The quest by the play's protagonist for his personal nirvana doesn't last long, though.
"He thinks he's found his perfect spot," Mr. Groll says. The past and a brewing typhoon alter his plans.
"Sun" director Wayne Shipley says the challenge of presenting a credible typhoon onstage, on top of the complexity in the characters, drew him to Mr. Groll's material.
"There's ambiguity in every character," Mr. Shipley says.
"The Day They Left Home," by Mr. Racine, also deals with a midlife crisis, albeit one with a less tropical flair. His lead character, a lieutenant in a Tidewater, Va., police juvenile division, suffers a work crisis that forces him to confront lingering problems in his marriage and his struggles with sobriety.

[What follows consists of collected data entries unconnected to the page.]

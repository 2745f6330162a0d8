//! Candidate solutions and the dominance relation

use serde::{Deserialize, Serialize};

/// Sentinel for score/fitness of a solution the server has not evaluated yet
pub const UNEVALUATED: f32 = -1e30;

/// Information about a candidate solution.
///
/// `fitness` (higher is better) and `complexity` (lower is better) drive the
/// dominance relation; `score` is a separate ranking value used only to order
/// the displayed frontier. Value semantics throughout: solutions are copied,
/// never shared.
#[derive(Debug, Clone, PartialEq, Serialize, Deserialize)]
pub struct SolutionInfo {
    /// Text representation of the solution
    pub text: String,
    /// Score, related to fitness, for ranking solutions
    pub score: f32,
    /// Fitness value of the solution
    pub fitness: f32,
    /// Complexity of the solution
    pub complexity: f32,
    /// Genotypic age of the solution
    pub age: u32,
}

impl SolutionInfo {
    pub fn new(text: impl Into<String>) -> Self {
        Self {
            text: text.into(),
            score: UNEVALUATED,
            fitness: UNEVALUATED,
            complexity: 0.0,
            age: 0,
        }
    }

    /// Tests if this solution dominates another in fitness and complexity:
    /// at least as fit and strictly simpler, or strictly fitter and at most
    /// as complex.
    pub fn dominates(&self, other: &SolutionInfo) -> bool {
        (self.fitness >= other.fitness && self.complexity < other.complexity)
            || (self.fitness > other.fitness && self.complexity <= other.complexity)
    }

    /// Tests if this solution occupies the same fitness/complexity point
    pub fn matches(&self, other: &SolutionInfo) -> bool {
        self.fitness == other.fitness && self.complexity == other.complexity
    }
}

impl Default for SolutionInfo {
    fn default() -> Self {
        Self::new("")
    }
}

impl std::fmt::Display for SolutionInfo {
    fn fmt(&self, f: &mut std::fmt::Formatter<'_>) -> std::fmt::Result {
        f.write_str(&self.text)
    }
}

Mr. Racine, who earned a divinity degree from Crozer Theological Seminary in Upland, Pa., in 1963 and remains active in the nondenominational Kittamaqundi community where the play will be performed, says he based the lead characters' relationship loosely on the interplay between his parents, though the narrative itself is fiction.
"The relationship they had would make a good, exciting drama," says Mr. Racine, who began penning plays in 1988.
For Mr. Racine, the simple act of putting idea to paper means his craft is maturing.
"The more you do it, the more you open up," he says of the process. "In the past, I tended to be more gloomy in the way I portrayed a drama." Now, even his darker pieces enjoy moments of humor.
The late-blooming playwright sees his writing as a "divine calling," one he is eager to share with his artistic brethren.
"I'm grateful for the opportunity for my play to be presented," the 68-year old says.
Mr. Groll, who has had a one-act play produced in Pittsburgh, understands that the festival's generous exposure doesn't offer his play any guaranteed future engagements.
"It might go nowhere after this, but it's given me some recognition," he says. "I've enjoyed it who knows where it goes from here?"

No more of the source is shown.